Identify relevant research from PubMed

For each ingredient-condition pair, we conduct systematic PubMed searches using MeSH terms and title/abstract keywords. We prioritize randomized controlled trials (RCTs), meta-analyses, and systematic reviews, while also including observational studies and pilot trials for emerging evidence.

2

Paper Screening

Filter for relevance and quality

Retrieved papers are screened for relevance to the specific ingredient-condition relationship. We filter by study type (prioritizing interventional over observational), population (human studies preferred), and publication quality (peer-reviewed journals only).

3

PICO Extraction

Extract structured study data

From each included study, we extract structured PICO data: Population (sample size, demographics), Intervention (substance, dosage, duration, form), Comparison (placebo or active comparator), and Outcome (primary endpoint, effect size, statistical significance). AI-assisted extraction is validated against source text.

4

Evidence Grading

Calculate algorithmic grade (A-F)

Our grading algorithm scores each ingredient-condition pair based on four dimensions: (1) highest study type quality, (2) consistency of positive results across studies, (3) total combined sample size, and (4) number of independent studies. The final score maps to a letter grade from A (Strong) to F (Negative).

5

Publication

Review and publish evidence summaries

Generated evidence summaries undergo compliance review for FDA/FTC adherence. All language uses structure/function claims only. Evidence grades are recalculated automatically when new research is added to the database, ensuring grades reflect the most current body of evidence.

Data Sources

PubMed / MEDLINE — The U.S. National Library of Medicine's database of biomedical literature, containing over 36 million citations. Our primary source for identifying relevant clinical trials and systematic reviews.
PubMed Central (PMC) — Full-text archive of biomedical journal articles. We import CC-BY licensed full-text papers via JATS XML, preserving sections, figures, tables, and reference lists for comprehensive analysis.
Semantic Scholar — Allen Institute for AI's academic search engine. Used to enrich our paper database with citation counts and influence scores, helping assess the impact and reach of individual studies.
ClinicalTrials.gov — U.S. National Library of Medicine's registry of clinical studies. Referenced for ongoing trials and registration verification of published study results.

Limitations

Our methodology has known limitations that users should be aware of:

  • We primarily search PubMed, which may not capture all relevant research (e.g., studies published in non-indexed journals).
  • AI-assisted data extraction, while validated, may occasionally misinterpret complex study designs.
  • Our grading algorithm weighs study count and sample size equally, which may not reflect the true importance of each factor for every context.
  • Evidence grades reflect the current state of research and may change as new studies are published.
  • Individual responses to supplements vary. A high evidence grade does not guarantee effectiveness for every individual.
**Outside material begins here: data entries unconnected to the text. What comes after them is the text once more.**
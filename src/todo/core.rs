//! Defines the core data model and database queries for todos.

use rusqlite::{
    Connection, Row,
    types::{FromSql, FromSqlError, FromSqlResult, ToSql, ToSqlOutput, ValueRef},
};
use serde::{Deserialize, Serialize};
use time::OffsetDateTime;

use crate::{
    Error,
    database_id::TodoId,
    db::{datetime_from_unix_millis, to_unix_millis},
};

// ============================================================================
// MODELS
// ============================================================================

/// How urgent a todo is.
///
/// Advisory only: stored and echoed back, never used in any server-side
/// ordering or filtering.
#[derive(Debug, Clone, Copy, PartialEq, Eq, Serialize, Deserialize)]
pub enum Priority {
    /// Needs attention soon.
    High,
    /// The default middle ground.
    Medium,
    /// Whenever there is time.
    Low,
}

impl Priority {
    fn as_str(&self) -> &'static str {
        match self {
            Priority::High => "High",
            Priority::Medium => "Medium",
            Priority::Low => "Low",
        }
    }
}

impl ToSql for Priority {
    fn to_sql(&self) -> rusqlite::Result<ToSqlOutput<'_>> {
        Ok(self.as_str().into())
    }
}

impl FromSql for Priority {
    fn column_result(value: ValueRef<'_>) -> FromSqlResult<Self> {
        match value.as_str()? {
            "High" => Ok(Priority::High),
            "Medium" => Ok(Priority::Medium),
            "Low" => Ok(Priority::Low),
            other => Err(FromSqlError::Other(
                format!("unknown priority {other:?}").into(),
            )),
        }
    }
}

/// A task: a title, a completion flag, and the instant it was created.
///
/// To create a new `Todo`, use [Todo::build].
#[derive(Debug, Clone, PartialEq, Serialize, Deserialize)]
#[serde(rename_all = "camelCase")]
pub struct Todo {
    /// The ID of the todo.
    pub id: TodoId,
    /// What needs doing. Non-empty at creation.
    pub title: String,
    /// Whether the task is complete. Always false at creation.
    pub done: bool,
    /// When the todo was created. Set once, never updated.
    #[serde(with = "time::serde::rfc3339")]
    pub created_at: OffsetDateTime,
    /// Optional advisory classification, e.g. "Professional" or "Personal".
    pub category: Option<String>,
    /// Optional advisory priority.
    pub priority: Option<Priority>,
}

impl Todo {
    /// Start building a new todo.
    ///
    /// Shortcut for [TodoBuilder] for discoverability.
    pub fn build(title: &str) -> TodoBuilder {
        TodoBuilder {
            title: title.to_owned(),
            category: None,
            priority: None,
        }
    }
}

/// A builder for creating [Todo] records with the documented defaults.
///
/// Defaults applied in [create_todo]: `done` is false and `created_at` is the
/// creation instant. The caller is responsible for rejecting empty titles
/// before building.
#[derive(Debug, PartialEq, Clone)]
pub struct TodoBuilder {
    /// What needs doing.
    pub title: String,
    /// Optional advisory classification.
    pub category: Option<String>,
    /// Optional advisory priority.
    pub priority: Option<Priority>,
}

impl TodoBuilder {
    /// Set the advisory category for the todo.
    pub fn category(mut self, category: Option<String>) -> Self {
        self.category = category;
        self
    }

    /// Set the advisory priority for the todo.
    pub fn priority(mut self, priority: Option<Priority>) -> Self {
        self.priority = priority;
        self
    }
}

/// The fields of a todo that a partial update may change.
///
/// A `None` field is left untouched; updating with both fields `None` is a
/// no-op that still reports whether the ID exists.
#[derive(Debug, Default, PartialEq, Clone)]
pub struct TodoUpdate {
    /// The new completion flag, if it should change.
    pub done: Option<bool>,
    /// The new title, if it should change.
    pub title: Option<String>,
}

// ============================================================================
// DATABASE FUNCTIONS
// ============================================================================

/// Create a new todo in the database, not done, created now.
///
/// # Errors
/// This function will return an [Error::SqlError] if there is an SQL error.
pub fn create_todo(builder: TodoBuilder, connection: &Connection) -> Result<Todo, Error> {
    let created_at = to_unix_millis(OffsetDateTime::now_utc());

    let todo = connection
        .prepare(
            "INSERT INTO todo (title, done, created_at, category, priority)
             VALUES (?1, 0, ?2, ?3, ?4)
             RETURNING id, title, done, created_at, category, priority",
        )?
        .query_row(
            (builder.title, created_at, builder.category, builder.priority),
            map_todo_row,
        )?;

    Ok(todo)
}

/// Retrieve all todos ordered by creation time, newest first.
///
/// The secondary sort on ID keeps the order stable between queries but is not
/// part of the public contract.
///
/// # Errors
/// This function will return an [Error::SqlError] if there is an SQL error.
pub fn list_todos(connection: &Connection) -> Result<Vec<Todo>, Error> {
    connection
        .prepare(
            "SELECT id, title, done, created_at, category, priority FROM todo
             ORDER BY created_at DESC, id DESC",
        )?
        .query_map([], map_todo_row)?
        .map(|todo_result| todo_result.map_err(Error::SqlError))
        .collect()
}

/// Apply a partial update to a todo and return the updated record.
///
/// Fields left `None` in `update` keep their stored value.
///
/// # Errors
/// This function will return a:
/// - [Error::NotFound] if `id` does not refer to a valid todo,
/// - or [Error::SqlError] if there is some other SQL error.
pub fn update_todo(id: TodoId, update: TodoUpdate, connection: &Connection) -> Result<Todo, Error> {
    let todo = connection
        .prepare(
            "UPDATE todo
             SET done = COALESCE(?1, done), title = COALESCE(?2, title)
             WHERE id = ?3
             RETURNING id, title, done, created_at, category, priority",
        )?
        .query_row((update.done, update.title, id), map_todo_row)?;

    Ok(todo)
}

/// The number of rows removed by a delete statement.
pub type RowsAffected = usize;

/// Delete a todo by its `id`, returning how many rows were removed.
///
/// Deleting an ID that does not exist is not an error here; it returns 0 and
/// the caller decides how to report it.
///
/// # Errors
/// This function will return an [Error::SqlError] if there is an SQL error.
pub fn delete_todo(id: TodoId, connection: &Connection) -> Result<RowsAffected, Error> {
    connection
        .execute("DELETE FROM todo WHERE id = :id", &[(":id", &id)])
        .map_err(|error| error.into())
}

/// Create the todo table in the database.
///
/// # Errors
/// Returns an error if the table cannot be created or if there is an SQL error.
pub fn create_todo_table(connection: &Connection) -> Result<(), rusqlite::Error> {
    connection.execute(
        "CREATE TABLE IF NOT EXISTS todo (
                id INTEGER PRIMARY KEY AUTOINCREMENT,
                title TEXT NOT NULL,
                done INTEGER NOT NULL DEFAULT 0,
                created_at INTEGER NOT NULL,
                category TEXT,
                priority TEXT
                )",
        (),
    )?;

    // Ensure the sequence starts at 1
    connection.execute(
        "INSERT OR IGNORE INTO sqlite_sequence (name, seq) VALUES ('todo', 0)",
        (),
    )?;

    Ok(())
}

/// Map a database row to a Todo.
pub fn map_todo_row(row: &Row) -> Result<Todo, rusqlite::Error> {
    let id = row.get(0)?;
    let title = row.get(1)?;
    let done = row.get(2)?;
    let created_at = datetime_from_unix_millis(row.get(3)?, 3)?;
    let category = row.get(4)?;
    let priority = row.get(5)?;

    Ok(Todo {
        id,
        title,
        done,
        created_at,
        category,
        priority,
    })
}

// ============================================================================
// TESTS
// ============================================================================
FDA Disclaimer: These statements have not been evaluated by the Food and Drug Administration. The products and information on this website are not intended to diagnose, treat, cure, or prevent any disease. The evidence grades presented are based on our analysis of published peer-reviewed research and do not constitute medical advice. Always consult your healthcare provider before starting any supplement regimen.